Nadie había tocado la boca que teníamos justo al lado. Las hojas de roble melojo que habían bloqueado parcialmente el conducto estaban casi alineadas, apuntando en la misma dirección, por la torrencial lluvia que había caído la noche anterior. Pero la siguiente…, alguien había trasteado esa boca, no cabía duda. Alguien había apartado las hojas con tanta fuerza que también se había llevado el barro que había debajo. Puede que la policía la hubiese registrado, pero seguro que ninguno de los agentes era tan bajo como yo y no pudo ver el leve destello del interior, un destello arrancado por un efímero e inesperado rayo de sol. Y seguro que sus brazos no eran tan largos como los de Robin, de modo que no habrían podido estirarlos para sacar…

– ¿Mi maletín? -dijo Robin profundamente asombrado-. ¿Qué hace aquí? -Sus dedos presionaron los cierres dorados.
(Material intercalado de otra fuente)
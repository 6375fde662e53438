use std::{
  marker::PhantomData,
  ops::ControlFlow,
  sync::{
    atomic::{AtomicBool, AtomicUsize, Ordering},
    Arc,
  },
};

use once_cell::sync::OnceCell;

use crate::{
  config,
  drain::{DownstreamCell, WorkInProgress},
  error::{Error, ErrorCollector},
  flowable::Flowable,
  function::RxFn,
  queue::{InnerQueue, SimpleQueue},
  subscriber::Subscriber,
  subscription::{FusionMode, Subscription, SubscriptionArbiter, SubscriptionSlot, Upstream},
};

/// When a concatenating operator reports an error.
#[derive(Debug, Clone, Copy, PartialEq, Eq, Default)]
pub enum ErrorMode {
  /// Right away, cancelling the running inner source.
  #[default]
  Immediate,
  /// Once the running inner source terminated.
  Boundary,
  /// After every source ran; several errors become one composite.
  End,
}

/// Maps every value to an inner stream and runs them one after another.
///
/// Outer values are prefetched (or polled from a fused upstream) and
/// mapped only when the previous inner completed. Demand that the previous
/// inner did not fulfil carries over to the next one.
#[derive(Clone)]
pub struct ConcatMap<S, F> {
  source: S,
  mapper: F,
  prefetch: usize,
  error_mode: ErrorMode,
}

impl<S, F> ConcatMap<S, F> {
  pub fn new(source: S, mapper: F) -> Self {
    ConcatMap { source, mapper, prefetch: config::buffer_size(), error_mode: ErrorMode::Immediate }
  }

  pub fn prefetch(mut self, prefetch: usize) -> Self {
    self.prefetch = prefetch.max(1);
    self
  }

  pub fn error_mode(mut self, error_mode: ErrorMode) -> Self {
    self.error_mode = error_mode;
    self
  }
}

impl<S, F> Flowable for ConcatMap<S, F>
where
  S: Flowable,
  F: RxFn<S::Item>,
  F::Output: Flowable,
{
  type Item = <F::Output as Flowable>::Item;

  fn subscribe_actual<O: Subscriber<Self::Item>>(self, downstream: O) {
    let state = Arc::new(ConcatState {
      downstream: DownstreamCell::default(),
      arbiter: SubscriptionArbiter::default(),
      wip: WorkInProgress::default(),
      upstream: SubscriptionSlot::default(),
      queue: OnceCell::new(),
      sync_fused: AtomicBool::new(false),
      mapper: self.mapper,
      active: AtomicBool::new(false),
      done: AtomicBool::new(false),
      errors: ErrorCollector::default(),
      consumed: AtomicUsize::new(0),
      prefetch: self.prefetch,
      limit: config::replenish_limit(self.prefetch),
      error_mode: self.error_mode,
      _item: PhantomData,
    });
    self.source.subscribe_actual(ConcatOuter { state, downstream: Some(downstream) })
  }
}

struct ConcatState<T, U, O, F> {
  downstream: DownstreamCell<O>,
  arbiter: SubscriptionArbiter,
  wip: WorkInProgress,
  upstream: SubscriptionSlot,
  queue: OnceCell<InnerQueue<T>>,
  sync_fused: AtomicBool,
  mapper: F,
  active: AtomicBool,
  done: AtomicBool,
  errors: ErrorCollector,
  consumed: AtomicUsize,
  prefetch: usize,
  limit: usize,
  error_mode: ErrorMode,
  _item: PhantomData<fn() -> U>,
}

impl<T, U, O, F> ConcatState<T, U, O, F>
where
  T: Send + 'static,
  U: Send + 'static,
  F: RxFn<T>,
  F::Output: Flowable<Item = U>,
  O: Subscriber<U>,
{
  fn poll(&self) -> Result<Option<T>, Error> {
    match self.queue.get() {
      Some(queue) => queue.poll(),
      None => Ok(None),
    }
  }

  fn clear(&self) {
    if let Some(queue) = self.queue.get() {
      queue.clear();
    }
  }

  /// Terminates downstream with the collected error right away.
  fn error_now(&self) {
    self.arbiter.cancel();
    self.upstream.cancel();
    self.clear();
    let err = self.errors.terminate();
    if let (Some(err), Some(downstream)) = (err, self.downstream.take()) {
      downstream.on_error(err);
    }
  }

  fn outer_error(self: &Arc<Self>, err: Error) {
    if !self.errors.add(err) {
      return;
    }
    self.done.store(true, Ordering::Release);
    if self.error_mode == ErrorMode::Immediate {
      self.error_now();
    } else {
      self.drain_loop();
    }
  }

  fn replenish(&self) {
    if self.sync_fused.load(Ordering::Acquire) {
      return;
    }
    let consumed = self.consumed.fetch_add(1, Ordering::AcqRel) + 1;
    if consumed == self.limit {
      self.consumed.store(0, Ordering::Release);
      self.upstream.request(consumed as u64);
    }
  }

  fn drain_loop(self: &Arc<Self>) {
    self.wip.drain(|| loop {
      if self.downstream.is_cancelled() {
        self.clear();
        return ControlFlow::Break(());
      }
      if self.active.load(Ordering::Acquire) {
        return ControlFlow::Continue(());
      }
      if self.error_mode != ErrorMode::End && self.errors.has_error() {
        self.error_now();
        return ControlFlow::Break(());
      }
      let done = self.done.load(Ordering::Acquire);
      let next = match self.poll() {
        Ok(next) => next,
        Err(err) => {
          self.upstream.cancel();
          self.errors.add(err);
          self.error_now();
          return ControlFlow::Break(());
        }
      };
      let Some(value) = next else {
        if done {
          let err = self.errors.terminate();
          if let Some(downstream) = self.downstream.take() {
            match err {
              Some(err) => downstream.on_error(err),
              None => downstream.on_complete(),
            }
          }
          return ControlFlow::Break(());
        }
        return ControlFlow::Continue(());
      };
      self.replenish();
      match self.mapper.call(value) {
        Ok(inner) => {
          self.active.store(true, Ordering::Release);
          inner.subscribe_actual(ConcatInner { state: self.clone(), produced: 0 });
        }
        Err(err) => {
          self.upstream.cancel();
          self.errors.add(err);
          self.error_now();
          return ControlFlow::Break(());
        }
      }
    });
  }

  fn inner_done(self: &Arc<Self>, produced: u64) {
    self.arbiter.produced(produced);
    self.active.store(false, Ordering::Release);
    self.drain_loop();
  }
}

impl<T, U, O, F> Subscription for ConcatState<T, U, O, F>
where
  T: Send + 'static,
  U: Send + 'static,
  F: RxFn<T>,
  F::Output: Flowable<Item = U>,
  O: Subscriber<U>,
{
  fn request(&self, n: u64) { self.arbiter.request(n) }

  fn cancel(&self) {
    if self.downstream.cancel() {
      self.arbiter.cancel();
      self.upstream.cancel();
      if self.wip.enter() {
        self.clear();
      }
    }
  }
}

struct ConcatOuter<T, U, O, F> {
  state: Arc<ConcatState<T, U, O, F>>,
  downstream: Option<O>,
}

impl<T, U, O, F> ConcatOuter<T, U, O, F>
where
  T: Send + 'static,
  U: Send + 'static,
  F: RxFn<T>,
  F::Output: Flowable<Item = U>,
  O: Subscriber<U>,
{
  /// Hands the coordinator to the downstream; false if it cancelled.
  fn connect_downstream(&mut self) -> bool {
    let Some(mut downstream) = self.downstream.take() else { return false };
    downstream.on_subscribe(Upstream::Plain(self.state.clone()));
    self.state.downstream.attach(downstream)
  }
}

impl<T, U, O, F> Subscriber<T> for ConcatOuter<T, U, O, F>
where
  T: Send + 'static,
  U: Send + 'static,
  F: RxFn<T>,
  F::Output: Flowable<Item = U>,
  O: Subscriber<U>,
{
  fn on_subscribe(&mut self, upstream: Upstream<T>) {
    let state = self.state.clone();
    if !state.upstream.set_once(upstream.clone().into_shared()) {
      return;
    }
    if let Upstream::Fuseable(queue) = &upstream {
      let mode = queue.request_fusion(FusionMode::ANY);
      if mode == FusionMode::SYNC {
        let _ = state.queue.set(InnerQueue::Fused(queue.clone()));
        state.sync_fused.store(true, Ordering::Release);
        state.done.store(true, Ordering::Release);
        if self.connect_downstream() {
          state.drain_loop();
        }
        return;
      }
      if mode == FusionMode::ASYNC {
        let _ = state.queue.set(InnerQueue::Fused(queue.clone()));
        if self.connect_downstream() {
          upstream.request(state.prefetch as u64);
        }
        return;
      }
    }
    let _ = state.queue.set(InnerQueue::Own(SimpleQueue::bounded(state.prefetch)));
    if self.connect_downstream() {
      upstream.request(state.prefetch as u64);
    }
  }

  fn on_next(&mut self, value: T) {
    let state = &self.state;
    let offered = state.queue.get().map_or(false, |queue| queue.offer(value).is_ok());
    if offered {
      state.drain_loop();
    } else {
      state.upstream.cancel();
      state.outer_error(Error::MissingBackpressure("concat_map: queue is full"));
    }
  }

  fn on_error(self, err: Error) { self.state.outer_error(err) }

  fn on_complete(self) {
    self.state.done.store(true, Ordering::Release);
    self.state.drain_loop();
  }

  fn on_available(&mut self) { self.state.drain_loop() }
}

struct ConcatInner<T, U, O, F> {
  state: Arc<ConcatState<T, U, O, F>>,
  produced: u64,
}

impl<T, U, O, F> Subscriber<U> for ConcatInner<T, U, O, F>
where
  T: Send + 'static,
  U: Send + 'static,
  F: RxFn<T>,
  F::Output: Flowable<Item = U>,
  O: Subscriber<U>,
{
  fn on_subscribe(&mut self, upstream: Upstream<U>) { self.state.arbiter.set_subscription(upstream.into_shared()) }

  fn on_next(&mut self, value: U) {
    self.produced += 1;
    let mut slot = self.state.downstream.lock();
    if let Some(downstream) = slot.as_mut() {
      downstream.on_next(value);
    }
    if self.state.downstream.is_cancelled() {
      slot.take();
    }
  }

  fn on_error(self, err: Error) {
    let state = self.state;
    if !state.errors.add(err) {
      return;
    }
    if state.error_mode == ErrorMode::Immediate {
      state.error_now();
    } else {
      state.inner_done(self.produced);
    }
  }

  fn on_complete(self) { self.state.inner_done(self.produced) }
}

#[cfg(test)]
mod tests {
  use std::sync::{
    atomic::{AtomicUsize, Ordering},
    Arc,
  };

  use crate::prelude::*;

  fn value_then_error() -> impl Flowable<Item = i32> {
    flowable::create(
      |mut e: Emitter<i32>| {
        e.next(1);
        e.error(Error::msg("outer"));
      },
      BackpressureStrategy::Buffer,
    )
  }

  #[test]
  fn runs_inners_in_sequence() {
    flowable::range(1, 3)
      .concat_map(|v| flowable::range(v * 10, 2))
      .test()
      .assert_result(&[10, 11, 20, 21, 30, 31]);
  }

  #[test]
  fn demand_carries_across_sources() {
    let ts = flowable::concat([flowable::range(1, 3), flowable::range(4, 3)]).test_with(2);
    ts.assert_values(&[1, 2]);
    ts.request(2);
    ts.assert_values(&[1, 2, 3, 4]).assert_not_complete();
    ts.request(10);
    ts.assert_result(&[1, 2, 3, 4, 5, 6]);
  }

  #[test]
  fn immediate_mode_cancels_the_running_inner() {
    let cancelled = Arc::new(AtomicUsize::new(0));
    let c = cancelled.clone();
    value_then_error()
      .concat_map(move |_| {
        let c = c.clone();
        flowable::never::<i32>().do_on_cancel(move || {
          c.fetch_add(1, Ordering::SeqCst);
        })
      })
      .test()
      .assert_failure(&Error::msg("outer"), &[]);
    assert_eq!(cancelled.load(Ordering::SeqCst), 1);
  }

  #[test]
  fn boundary_and_end_modes_wait_for_the_inner() {
    for mode in [ErrorMode::Boundary, ErrorMode::End] {
      value_then_error()
        .concat_map(|_| flowable::never::<i32>())
        .error_mode(mode)
        .test()
        .assert_empty();
      value_then_error()
        .concat_map(|v| flowable::just(v * 10))
        .error_mode(mode)
        .test()
        .assert_failure(&Error::msg("outer"), &[10]);
    }
  }

  #[test]
  fn delay_error_keeps_going_and_reports_at_the_end() {
    flowable::range(1, 4)
      .concat_map_delay_error(|v| {
        if v % 2 == 0 {
          flowable::error(Error::msg(format!("e{v}"))).boxed()
        } else {
          flowable::just(v).boxed()
        }
      })
      .test()
      .assert_failure(&Error::combine(Error::msg("e2"), Error::msg("e4")), &[1, 3]);
  }

  #[test]
  fn plain_outer_is_prefetched() {
    flowable::range(1, 300)
      .hide()
      .concat_map(flowable::just)
      .test()
      .assert_value_count(300)
      .assert_complete();
  }
}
– ¡No lo abras! -grité justo cuando Robin lo hacía, y del maletín cayó un hacha ensangrentada, para aterrizar con un golpe seco sobre las hojas amontonadas junto a la boca de alcantarilla.

Capítulo 14

Mientras Robin montaba guardia sobre esa cosa horrible que yacía en el callejón, yo llamé a la puerta de uno de los apartamentos. Se oía un bebé llorando en el interior, así que sabía que debía de haber alguien despierto.

La exhausta mujer que abrió aún iba en camisón. Fue lo bastante confiada como para abrirle a una extraña y aceptar su urgente necesidad de usar el teléfono sin dar rienda suelta a la propia curiosidad. El bebé chillaba mientras buscaba el número de la comisaría, y no dio muestras de amainar mientras marcaba y hablaba con el agente de guardia, que tuvo algunos problemas para comprenderme. Cuando colgué y le di las gracias a la joven mujer, el bebé seguía llorando, aunque se había reducido a un sollozo.

– Pobre criatura -solté, por decir algo.

– Es un cólico -me explicó-. El médico ha dicho que lo peor debería de pasarse pronto.

Aparte de cuidar, como quien dice, de mi hermanastro Phillip cuando era pequeño, yo no sabía nada en cuanto a bebés. Así que me alegró saber que ese tenía una razón específica por la que quejarse. Tras mostrar mi agradecimiento de nuevo y cerrar la puerta, oí que la intensidad del llanto se redoblaba.

Avancé de nuevo hacia el callejón donde Robin estaba sentado como una estatua sombría, la espalda apoyada contra una valla en el lado opuesto de los apartamentos.

– Yo y mis geniales ideas -dije con amargura, dejándome caer a su lado.

Obvió el comentario haciendo gala de sus buenos modales.

– Tápala -dije-. No soporto verla.

– ¿Cómo, sin dejarla llena de huellas? Más huellas, quiero decir.

Resolvimos el problema mientras una neblina empezaba a pegarme el pelo contra las mejillas. Encontré un palo y Robin lo deslizó bajo el borde del maletín. Lo levantó un poco y lo arrastró sobre el hacha manchada de sangre. Volvimos a nuestra posición contra la valla. Ya se oían sirenas aproximándose. Me sentía extrañamente tranquila.

– Me pregunto si alguna vez recuperaré el maletín -dijo Robin-. Alguien se metió en nuestro aparcamiento, abrió mi coche y me lo robó para esconder en él un arma homicida. Lo he estado pensando, Roe. Cuando se resuelva este caso, si es que se llega a resolver, creo que probaré suerte con la novela basada en hechos reales. Estoy aquí y conozco a algunos de los implicados. Incluso conocí a los Buckley la noche anterior a que los asesinaran. Estaba presente cuando tú y tu madre abristeis la caja de bombones. Y aquí estoy descubriendo un arma homicida en mi maletín. Te diré una cosa: esto ya no me gusta tanto. Pensándolo bien, creo que ni siquiera quiero el maletín como recuerdo. -Pero, tras permanecer un instante en silencio, murmuró-: Ya verás cuando se lo cuente a mi agente.

Las lentes de sus gafas empezaron a impregnarse de pequeñas gotas de humedad. Me quité las mías y las limpié con un pañuelo de papel.

– Admiro tu entereza, Robin -dije.

– ¿Entereza?

– ¿Crees que no querrán hacerte algunas preguntas? -señalé.